Extracted data entries
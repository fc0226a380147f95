use crate::bounds::BoundingBox;
use crate::cell::Cell;
use crate::diagram::Diagram;
use crate::error::Result;
use crate::geometry::Point;
use crate::sweep::SweepEngine;
use rand::rngs::StdRng;
use rand::{Rng, SeedableRng};
use rayon::prelude::*;
use tracing::debug;

/// A set of sites in a bounding box together with their most recent diagram.
///
/// Changing the sites drops the diagram; call [`Voronoi::calculate`] to rebuild it.
#[derive(Clone, Debug)]
pub struct Voronoi {
    pub bounds: BoundingBox,
    sites: Vec<Point>,
    diagram: Option<Diagram>,
}

impl Voronoi {
    pub fn new(bounds: BoundingBox) -> Self {
        Self {
            bounds,
            sites: Vec::new(),
            diagram: None,
        }
    }

    pub fn set_sites(&mut self, sites: Vec<Point>) {
        self.sites = sites;
        self.diagram = None;
    }

    /// Sets the sites from a flat `[x, y, x, y, ...]` array; a trailing odd value is ignored.
    pub fn set_sites_flat(&mut self, sites: &[f64]) {
        self.set_sites(sites.chunks_exact(2).map(|p| Point::new(p[0], p[1])).collect());
    }

    /// Moves a single site. Out-of-range indices are ignored.
    pub fn set_site(&mut self, index: usize, x: f64, y: f64) {
        if let Some(site) = self.sites.get_mut(index) {
            *site = Point::new(x, y);
            self.diagram = None;
        }
    }

    /// Replaces the sites with `count` points drawn uniformly from the bounds.
    pub fn random_sites(&mut self, count: usize, seed: u64) {
        let mut rng = StdRng::seed_from_u64(seed);
        let (w, h) = (self.bounds.width(), self.bounds.height());
        let points = (0..count)
            .map(|_| {
                let x = self.bounds.xl() + rng.r#gen::<f64>() * w;
                let y = self.bounds.yt() + rng.r#gen::<f64>() * h;
                Point::new(x, y)
            })
            .collect();
        self.set_sites(points);
    }

    pub fn calculate(&mut self) -> Result<&Diagram> {
        let diagram = SweepEngine::new().compute(&self.sites, self.bounds)?;
        Ok(self.diagram.insert(diagram))
    }

    /// One step of Lloyd relaxation: every site moves to the centroid of its cell.
    ///
    /// Computes the diagram first if needed. Sites without a cell (skipped duplicates)
    /// or with an empty cell keep their position. Returns the mean distance moved; the
    /// diagram is dropped afterwards.
    pub fn relax(&mut self) -> Result<f64> {
        let diagram = match self.diagram.take() {
            Some(diagram) => diagram,
            None => SweepEngine::new().compute(&self.sites, self.bounds)?,
        };

        let moved: Vec<Point> = self
            .sites
            .par_iter()
            .enumerate()
            .map(|(i, &site)| match diagram.cell_of_input(i) {
                Some(cell) if !cell.is_empty() => cell.centroid().into(),
                _ => site,
            })
            .collect();

        let displacement = if moved.is_empty() {
            0.0
        } else {
            let total: f64 = moved
                .par_iter()
                .zip(self.sites.par_iter())
                .map(|(a, b)| a.distance_sq(*b).sqrt())
                .sum();
            total / moved.len() as f64
        };
        debug!(sites = moved.len(), displacement, "relaxed sites");

        self.sites = moved;
        Ok(displacement)
    }

    pub fn diagram(&self) -> Option<&Diagram> {
        self.diagram.as_ref()
    }

    pub fn sites(&self) -> &[Point] {
        &self.sites
    }

    /// Sites as a flat `[x, y, x, y, ...]` array.
    pub fn sites_flat(&self) -> Vec<f64> {
        self.sites.iter().flat_map(|p| [p.x, p.y]).collect()
    }

    pub fn get_site(&self, index: usize) -> Option<Point> {
        self.sites.get(index).copied()
    }

    pub fn count_sites(&self) -> usize {
        self.sites.len()
    }

    /// Number of cells in the current diagram, 0 if none is computed.
    pub fn count_cells(&self) -> usize {
        self.diagram.as_ref().map_or(0, |d| d.cells().len())
    }

    /// The cell of the site at `index`.
    pub fn get_cell(&self, index: usize) -> Option<&Cell> {
        self.diagram.as_ref()?.cell_of_input(index)
    }
}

# [Problem]
The answer should consist of all the lines above, retyped exactly.

# [Response for this exercise]
repository fc0226a380147f95
use crate::bounds::BoundingBox;
use crate::cell::Cell;
use crate::diagram::Diagram;
use crate::error::Result;
use crate::geometry::Point;
use crate::sweep::SweepEngine;
use rand::rngs::StdRng;
use rand::{Rng, SeedableRng};
use rayon::prelude::*;
use tracing::debug;

/// A set of sites in a bounding box together with their most recent diagram.
///
/// Changing the sites drops the diagram; call [`Voronoi::calculate`] to rebuild it.
#[derive(Clone, Debug)]
pub struct Voronoi {
    pub bounds: BoundingBox,
    sites: Vec<Point>,
    diagram: Option<Diagram>,
}

impl Voronoi {
    pub fn new(bounds: BoundingBox) -> Self {
        Self {
            bounds,
            sites: Vec::new(),
            diagram: None,
        }
    }

    pub fn set_sites(&mut self, sites: Vec<Point>) {
        self.sites = sites;
        self.diagram = None;
    }

    /// Sets the sites from a flat `[x, y, x, y, ...]` array; a trailing odd value is ignored.
    pub fn set_sites_flat(&mut self, sites: &[f64]) {
        self.set_sites(sites.chunks_exact(2).map(|p| Point::new(p[0], p[1])).collect());
    }

    /// Moves a single site. Out-of-range indices are ignored.
    pub fn set_site(&mut self, index: usize, x: f64, y: f64) {
        if let Some(site) = self.sites.get_mut(index) {
            *site = Point::new(x, y);
            self.diagram = None;
        }
    }

    /// Replaces the sites with `count` points drawn uniformly from the bounds.
    pub fn random_sites(&mut self, count: usize, seed: u64) {
        let mut rng = StdRng::seed_from_u64(seed);
        let (w, h) = (self.bounds.width(), self.bounds.height());
        let points = (0..count)
            .map(|_| {
                let x = self.bounds.xl() + rng.r#gen::<f64>() * w;
                let y = self.bounds.yt() + rng.r#gen::<f64>() * h;
                Point::new(x, y)
            })
            .collect();
        self.set_sites(points);
    }

    pub fn calculate(&mut self) -> Result<&Diagram> {
        let diagram = SweepEngine::new().compute(&self.sites, self.bounds)?;
        Ok(self.diagram.insert(diagram))
    }

    /// One step of Lloyd relaxation: every site moves to the centroid of its cell.
    ///
    /// Computes the diagram first if needed. Sites without a cell (skipped duplicates)
    /// or with an empty cell keep their position. Returns the mean distance moved; the
    /// diagram is dropped afterwards.
    pub fn relax(&mut self) -> Result<f64> {
        let diagram = match self.diagram.take() {
            Some(diagram) => diagram,
            None => SweepEngine::new().compute(&self.sites, self.bounds)?,
        };

        let moved: Vec<Point> = self
            .sites
            .par_iter()
            .enumerate()
            .map(|(i, &site)| match diagram.cell_of_input(i) {
                Some(cell) if !cell.is_empty() => cell.centroid().into(),
                _ => site,
            })
            .collect();

        let displacement = if moved.is_empty() {
            0.0
        } else {
            let total: f64 = moved
                .par_iter()
                .zip(self.sites.par_iter())
                .map(|(a, b)| a.distance_sq(*b).sqrt())
                .sum();
            total / moved.len() as f64
        };
        debug!(sites = moved.len(), displacement, "relaxed sites");

        self.sites = moved;
        Ok(displacement)
    }

    pub fn diagram(&self) -> Option<&Diagram> {
        self.diagram.as_ref()
    }

    pub fn sites(&self) -> &[Point] {
        &self.sites
    }

    /// Sites as a flat `[x, y, x, y, ...]` array.
    pub fn sites_flat(&self) -> Vec<f64> {
        self.sites.iter().flat_map(|p| [p.x, p.y]).collect()
    }

    pub fn get_site(&self, index: usize) -> Option<Point> {
        self.sites.get(index).copied()
    }

    pub fn count_sites(&self) -> usize {
        self.sites.len()
    }

    /// Number of cells in the current diagram, 0 if none is computed.
    pub fn count_cells(&self) -> usize {
        self.diagram.as_ref().map_or(0, |d| d.cells().len())
    }

    /// The cell of the site at `index`.
    pub fn get_cell(&self, index: usize) -> Option<&Cell> {
        self.diagram.as_ref()?.cell_of_input(index)
    }
}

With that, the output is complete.